(What the task asks)
Copy every line from the records below that carries the word "points".

(Beginning of Exercise data)

//! Single-measure adjustment and year resolution.

use crate::domain::{MeasureCalculation, MeasureSeries};
use crate::error::AppError;

/// Resolve the start year actually used for `series`.
///
/// Rules, in order:
/// 1. the requested year when it has data
/// 2. the first year with data after the requested one
/// 3. the nominal `earliest_year` when it has data
/// 4. the earliest year present
pub fn resolve_start_year(series: &MeasureSeries, requested: i32) -> Option<i32> {
    if series.points.contains_key(&requested) {
        return Some(requested);
    }
    if let Some((&year, _)) = series.points.range(requested..).next() {
        return Some(year);
    }
    if series.points.contains_key(&series.earliest_year) {
        return Some(series.earliest_year);
    }
    series.min_year()
}

/// Resolve the end year actually used for `series`.
///
/// The requested year when it has data, else the nominal `latest_year` when it
/// has data, else the latest year present.
pub fn resolve_end_year(series: &MeasureSeries, requested: i32) -> Option<i32> {
    if series.points.contains_key(&requested) {
        return Some(requested);
    }
    if series.points.contains_key(&series.latest_year) {
        return Some(series.latest_year);
    }
    series.max_year()
}

/// Adjust `amount` from `from_year` prices to `to_year` prices using one measure.
pub fn calculate_inflation_for_measure(
    series: &MeasureSeries,
    from_year: i32,
    to_year: i32,
    amount: f64,
) -> Result<MeasureCalculation, AppError> {
    if !(amount.is_finite() && amount > 0.0) {
        return Err(AppError::invalid_input(format!("Amount must be a positive number, got {amount}.")));
    }

    let (Some(actual_from), Some(actual_to)) = (
        resolve_start_year(series, from_year),
        resolve_end_year(series, to_year),
    ) else {
        return Err(AppError::calculation(format!(
            "{} has no data to resolve {from_year}-{to_year}.",
            series.measure
        )));
    };

    let from_factor = usable_factor(series, actual_from)?;
    let to_factor = usable_factor(series, actual_to)?;

    let adjusted_amount = amount * to_factor / from_factor;
    let pct_change = (adjusted_amount - amount) / amount * 100.0;

    Ok(MeasureCalculation {
        measure: series.measure.clone(),
        adjusted_amount,
        pct_change,
        actual_from_year: actual_from,
        actual_to_year: actual_to,
    })
}

fn usable_factor(series: &MeasureSeries, year: i32) -> Result<f64, AppError> {
    match series.factor(year) {
        Some(f) if f.is_finite() && f > 0.0 => Ok(f),
        Some(f) => Err(AppError::calculation(format!(
            "{} has an unusable inflation factor for {year}: {f}",
            series.measure
        ))),
        None => Err(AppError::calculation(format!("{} has no data for {year}.", series.measure))),
    }
}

(End of Exercise data)

(Response for this exercise)
    if series.points.contains_key(&requested) {
    if let Some((&year, _)) = series.points.range(requested..).next() {
    if series.points.contains_key(&series.earliest_year) {
    if series.points.contains_key(&requested) {
    if series.points.contains_key(&series.latest_year) {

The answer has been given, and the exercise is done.